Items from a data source
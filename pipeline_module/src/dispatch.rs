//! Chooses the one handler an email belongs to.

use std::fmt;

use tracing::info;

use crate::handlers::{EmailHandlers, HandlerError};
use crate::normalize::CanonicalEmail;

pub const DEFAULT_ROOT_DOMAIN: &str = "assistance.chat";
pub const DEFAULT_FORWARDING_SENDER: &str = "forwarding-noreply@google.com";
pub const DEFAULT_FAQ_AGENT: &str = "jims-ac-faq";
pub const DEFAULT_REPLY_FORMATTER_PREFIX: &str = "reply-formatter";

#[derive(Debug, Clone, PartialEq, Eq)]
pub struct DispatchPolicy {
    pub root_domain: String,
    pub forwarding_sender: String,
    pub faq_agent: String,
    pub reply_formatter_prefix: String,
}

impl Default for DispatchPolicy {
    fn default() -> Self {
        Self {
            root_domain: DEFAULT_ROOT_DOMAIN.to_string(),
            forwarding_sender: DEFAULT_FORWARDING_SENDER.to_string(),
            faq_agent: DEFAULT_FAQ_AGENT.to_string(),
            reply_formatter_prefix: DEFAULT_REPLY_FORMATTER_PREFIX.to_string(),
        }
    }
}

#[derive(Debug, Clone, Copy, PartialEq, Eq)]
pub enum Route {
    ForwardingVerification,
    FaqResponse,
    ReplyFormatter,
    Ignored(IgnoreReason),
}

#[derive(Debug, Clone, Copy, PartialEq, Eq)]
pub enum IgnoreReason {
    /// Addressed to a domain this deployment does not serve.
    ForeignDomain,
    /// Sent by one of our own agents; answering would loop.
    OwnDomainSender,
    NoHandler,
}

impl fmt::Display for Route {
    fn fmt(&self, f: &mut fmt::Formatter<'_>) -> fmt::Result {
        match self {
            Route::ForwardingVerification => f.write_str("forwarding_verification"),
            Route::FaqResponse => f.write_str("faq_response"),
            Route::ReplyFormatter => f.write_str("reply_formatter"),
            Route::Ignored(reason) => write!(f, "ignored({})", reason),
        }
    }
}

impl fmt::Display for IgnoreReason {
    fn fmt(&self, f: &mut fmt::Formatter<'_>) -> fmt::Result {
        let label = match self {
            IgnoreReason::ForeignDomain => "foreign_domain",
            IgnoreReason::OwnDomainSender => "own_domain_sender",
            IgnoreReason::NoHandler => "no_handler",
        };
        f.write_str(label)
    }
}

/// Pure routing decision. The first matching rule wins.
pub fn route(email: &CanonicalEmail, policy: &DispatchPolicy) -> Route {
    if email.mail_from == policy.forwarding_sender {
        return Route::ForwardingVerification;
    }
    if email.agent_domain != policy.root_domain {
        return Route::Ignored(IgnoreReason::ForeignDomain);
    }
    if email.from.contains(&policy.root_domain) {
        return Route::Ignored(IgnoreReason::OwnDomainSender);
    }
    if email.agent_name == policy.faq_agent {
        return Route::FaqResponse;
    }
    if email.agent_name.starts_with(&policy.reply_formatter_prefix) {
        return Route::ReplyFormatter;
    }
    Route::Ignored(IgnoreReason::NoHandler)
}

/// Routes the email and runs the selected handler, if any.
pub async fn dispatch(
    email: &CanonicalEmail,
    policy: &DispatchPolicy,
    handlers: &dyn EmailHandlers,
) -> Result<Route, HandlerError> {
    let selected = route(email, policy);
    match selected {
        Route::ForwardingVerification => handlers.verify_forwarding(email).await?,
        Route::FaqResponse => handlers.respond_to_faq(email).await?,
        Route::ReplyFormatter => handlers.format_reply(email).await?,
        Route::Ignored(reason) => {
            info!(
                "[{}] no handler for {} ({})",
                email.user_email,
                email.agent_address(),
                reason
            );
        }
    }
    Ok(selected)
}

EXERCISE BRIEF |
When a line in the data holds the word "IgnoreReason", show that line.

EXPECTED ANSWER |
    Ignored(IgnoreReason),
pub enum IgnoreReason {
impl fmt::Display for IgnoreReason {
            IgnoreReason::ForeignDomain => "foreign_domain",
            IgnoreReason::OwnDomainSender => "own_domain_sender",
            IgnoreReason::NoHandler => "no_handler",
        return Route::Ignored(IgnoreReason::ForeignDomain);
        return Route::Ignored(IgnoreReason::OwnDomainSender);
    Route::Ignored(IgnoreReason::NoHandler)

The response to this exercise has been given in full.